Immunotherapy is sometimes referred to as either biotherapy or biological therapy. Immunotherapy uses the body’s own immune system to fight cancer cells. It is also used to help control side effects from other cancer treatments.

Immunotherapy uses substances that naturally occur in the body to boost the functioning of the immune system. As a result, the body is able to destroy cancer cells more effectively. Because immunotherapy uses naturally occurring substances, it can lessen the side effects of cancer treatments and help the body replace normal cells that have been damaged or destroyed. Immunotherapy may also help prevent the spread of cancer cells in the body.

Radiation Therapy

Radiation therapy is the use of high energy X-rays to kill cancer cells. It is used to target tumors in specific locations. By delivering radiation to the tumor’s exact location, doctors hope to shrink its size. Sometimes, radiation takes place before surgery or chemotherapy is given to make the tumor small enough to remove, and other times, radiation takes place without the need for surgery.

Radiation therapy works by destroying or damaging rapidly growing cells, such as cancer cells. It damages cells only in the area of the body where the radiation is given. Unlike chemotherapy, radiation does not cause cell damage throughout the body. It can, however, damage healthy cells in the area being irradiated, but normal cells are better able to repair themselves.

Surgery

Surgery is used to treat cancer in a variety of ways, including diagnosis, tumor removal, or to support a child undergoing cancer treatment.

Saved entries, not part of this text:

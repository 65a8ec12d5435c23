//! Environment Quality Scorer
//!
//! ## Overview
//!
//! Reduces one [`SensorReading`] to a single number in `[0, 1]` describing how
//! favorable the pond is for feeding right now. The score starts at 1.0 and
//! each monitored dimension deducts a penalty when its reading leaves the band
//! set by the caller's [`ThresholdSet`].
//!
//! ## Penalty Tiers
//!
//! ```text
//! Dimension      Critical                          Warning
//! DO             < do_crit_min          0.40       < do_min               0.25
//! pH             outside crit band      0.25       outside pref band      0.15
//! Turbidity      > turb_crit_max        0.20       > turb_max             0.15
//! Ammonia        > ammo_crit_max        0.30       > ammo_max             0.20
//! Temperature    outside temp band      0.10
//! Activity       < activity_min         0.15
//! ```
//!
//! Within a dimension the critical tier is checked first and shadows the
//! warning tier. Across dimensions penalties add, and the total is clamped to
//! `[0, 1]` only at the end.
//!
//! ## Fail-Closed Thresholds
//!
//! The flat entry point [`environment_score`] takes thresholds as an optional
//! positional buffer. A missing or short buffer scores `0.0`: a misconfigured
//! host then cuts feeding instead of overfeeding a pond nobody is watching.

use crate::{
    constants::penalties::*,
    reading::SensorReading,
    rules::{Condition, Tier, TieredRule},
    thresholds::ThresholdSet,
};

/// Per-dimension penalties for one reading, after tier selection
#[derive(Debug, Clone, Copy, PartialEq, Default)]
pub struct PenaltyBreakdown {
    /// Dissolved oxygen penalty
    pub dissolved_oxygen: f32,
    /// pH penalty
    pub ph: f32,
    /// Turbidity penalty
    pub turbidity: f32,
    /// Ammonia penalty
    pub ammonia: f32,
    /// Temperature penalty
    pub temperature: f32,
    /// Fish activity penalty
    pub activity: f32,
}

impl PenaltyBreakdown {
    /// Sum of all penalties, before clamping
    pub fn total(&self) -> f32 {
        self.dissolved_oxygen
            + self.ph
            + self.turbidity
            + self.ammonia
            + self.temperature
            + self.activity
    }

    /// Score these penalties produce
    pub fn score(&self) -> f32 {
        // Subtract in dimension order so the f32 result is reproducible
        let mut score = PERFECT_SCORE;
        score -= self.dissolved_oxygen;
        score -= self.ph;
        score -= self.turbidity;
        score -= self.ammonia;
        score -= self.temperature;
        score -= self.activity;
        score.clamp(WORST_SCORE, PERFECT_SCORE)
    }
}

/// Scores readings against a fixed threshold set
#[derive(Debug, Clone)]
pub struct EnvironmentScorer {
    thresholds: ThresholdSet,
    dissolved_oxygen: TieredRule<2>,
    ph: TieredRule<2>,
    turbidity: TieredRule<2>,
    ammonia: TieredRule<2>,
    temperature: TieredRule<1>,
    activity: TieredRule<1>,
}

impl Default for EnvironmentScorer {
    fn default() -> Self {
        Self::new(ThresholdSet::default())
    }
}

impl EnvironmentScorer {
    /// Build the tier rules for a threshold set
    pub fn new(t: ThresholdSet) -> Self {
        Self {
            thresholds: t,
            dissolved_oxygen: TieredRule::new([
                Tier::new(Condition::Below(t.do_crit_min), DO_CRITICAL_PENALTY),
                Tier::new(Condition::Below(t.do_min), DO_WARNING_PENALTY),
            ]),
            ph: TieredRule::new([
                Tier::new(
                    Condition::Outside { low: t.ph_crit_min, high: t.ph_crit_max },
                    PH_CRITICAL_PENALTY,
                ),
                Tier::new(
                    Condition::Outside { low: t.ph_min, high: t.ph_max },
                    PH_WARNING_PENALTY,
                ),
            ]),
            turbidity: TieredRule::new([
                Tier::new(Condition::Above(t.turb_crit_max), TURBIDITY_CRITICAL_PENALTY),
                Tier::new(Condition::Above(t.turb_max), TURBIDITY_WARNING_PENALTY),
            ]),
            ammonia: TieredRule::new([
                Tier::new(Condition::Above(t.ammo_crit_max), AMMONIA_CRITICAL_PENALTY),
                Tier::new(Condition::Above(t.ammo_max), AMMONIA_WARNING_PENALTY),
            ]),
            temperature: TieredRule::new([Tier::new(
                Condition::Outside { low: t.temp_min, high: t.temp_max },
                TEMPERATURE_PENALTY,
            )]),
            activity: TieredRule::new([Tier::new(
                Condition::Below(t.activity_min),
                ACTIVITY_PENALTY,
            )]),
        }
    }

    /// Thresholds this scorer was built with
    pub fn thresholds(&self) -> &ThresholdSet {
        &self.thresholds
    }

    /// Penalty charged by each dimension
    pub fn breakdown(&self, reading: &SensorReading) -> PenaltyBreakdown {
        PenaltyBreakdown {
            dissolved_oxygen: self.dissolved_oxygen.evaluate(reading.dissolved_oxygen_mgl),
            ph: self.ph.evaluate(reading.ph),
            turbidity: self.turbidity.evaluate(reading.turbidity_ntu),
            ammonia: self.ammonia.evaluate(reading.ammonia_mgl),
            temperature: self.temperature.evaluate(reading.temperature_c),
            activity: self.activity.evaluate(reading.fish_activity_index),
        }
    }

    /// Environment score in `[0, 1]`
    pub fn score(&self, reading: &SensorReading) -> f32 {
        self.breakdown(reading).score()
    }
}

/// Score a reading against a positional threshold buffer
///
/// Returns `0.0` when `thresholds` is `None` or holds fewer than 13 values.
pub fn environment_score(reading: &SensorReading, thresholds: Option<&[f32]>) -> f32 {
    let Some(values) = thresholds else {
        log_warn!("Environment score: no thresholds supplied, scoring 0.0");
        return WORST_SCORE;
    };

    match ThresholdSet::from_slice(values) {
        Ok(set) => EnvironmentScorer::new(set).score(reading),
        Err(_err) => {
            log_warn!("Environment score: {}, scoring 0.0", _err);
            WORST_SCORE
        }
    }
}
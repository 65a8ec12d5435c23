//! AquaFeed C ABI
//!
//! Flat `extern "C"` entry points over [`aquafeed_core`], for wasm32 modules
//! and native hosts that cannot link Rust directly.
//!
//! ## Entry Points
//!
//! | Symbol | Returns |
//! |---|---|
//! | `calculate_environment_score` | score in `[0, 1]` |
//! | `calculate_feeding_adjustment` | percentage in `[-40, 15]` |
//! | `calculate_trend` | least-squares slope per sample |
//! | `calculate_variance` | population variance |
//! | `aquafeed_version` | NUL-terminated version string |
//!
//! None of these fail: a null pointer or negative length is an absent
//! sequence, and absent or short sequences produce the documented sentinel
//! (`0.0` in every case).
//!
//! ## Usage
//!
//! ```c
//! float thresholds[13] = {6, 5, 6.5, 8.5, 6, 9, 20, 40, 0.2, 0.5, 24, 31, 0.5};
//! float score = calculate_environment_score(6.5, 7.2, 10, 0.1, 27, 0.9, thresholds, 13);
//! float adjustment = calculate_feeding_adjustment(6.5, 10, 0.1, 0.9, 27, score);
//! ```

#![deny(unsafe_op_in_unsafe_fn)]

use core::ffi::c_char;

use aquafeed_core::{environment_score, trend, variance, FeedingAdjuster, SensorReading};

mod conversion;

use conversion::host_slice;

static VERSION: &str = concat!(env!("CARGO_PKG_VERSION"), "\0");

/// Score one reading against a positional threshold buffer
///
/// Returns `0.0` when `thresholds` is null, `len` is negative, or fewer than
/// 13 values are supplied.
///
/// # Safety
///
/// If `thresholds` is non-null and `len` is non-negative, `thresholds` must
/// point to `len` readable `f32` values.
#[no_mangle]
#[allow(clippy::too_many_arguments)]
pub unsafe extern "C" fn calculate_environment_score(
    dissolved_oxygen: f32,
    ph: f32,
    turbidity: f32,
    ammonia: f32,
    temperature: f32,
    fish_activity: f32,
    thresholds: *const f32,
    len: i32,
) -> f32 {
    let reading = SensorReading::new(
        dissolved_oxygen,
        ph,
        turbidity,
        ammonia,
        temperature,
        fish_activity,
    );
    let thresholds = unsafe { host_slice(thresholds, len) };
    environment_score(&reading, thresholds)
}

/// Feeding-rate percentage adjustment for one reading
#[no_mangle]
pub extern "C" fn calculate_feeding_adjustment(
    dissolved_oxygen: f32,
    turbidity: f32,
    ammonia: f32,
    fish_activity: f32,
    temperature: f32,
    env_score: f32,
) -> f32 {
    FeedingAdjuster::new().adjust(
        dissolved_oxygen,
        turbidity,
        ammonia,
        fish_activity,
        temperature,
        env_score,
    )
}

/// Least-squares slope of a sample series
///
/// # Safety
///
/// If `values` is non-null and `len` is non-negative, `values` must point to
/// `len` readable `f32` values.
#[no_mangle]
pub unsafe extern "C" fn calculate_trend(values: *const f32, len: i32) -> f32 {
    unsafe { host_slice(values, len) }.map_or(0.0, trend)
}

/// Population variance of a sample series
///
/// # Safety
///
/// If `values` is non-null and `len` is non-negative, `values` must point to
/// `len` readable `f32` values.
#[no_mangle]
pub unsafe extern "C" fn calculate_variance(values: *const f32, len: i32) -> f32 {
    unsafe { host_slice(values, len) }.map_or(0.0, variance)
}

/// Library version as a static NUL-terminated string
#[no_mangle]
pub extern "C" fn aquafeed_version() -> *const c_char {
    VERSION.as_ptr().cast()
}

The role that surgery plays in the treatment depends upon the type, location, and extent of the cancer. In some cases, the health care team may be able to take out a solid tumor. In other cases, chemotherapy or radiation may be used to shrink the size of a tumor so that it can be removed more easily during surgery.

Targeted Therapy

Targeted therapies are a newer approach to cancer treatment and a major focus for research. These therapies use medications or other substances to stop the growth and spread of cancer.

Targeted therapies work by focusing on the ways cancer cells act differently from healthy cells and interrupting these processes. They “target” processes that play an important role in cancer growth so that cancer cells are unable to increase.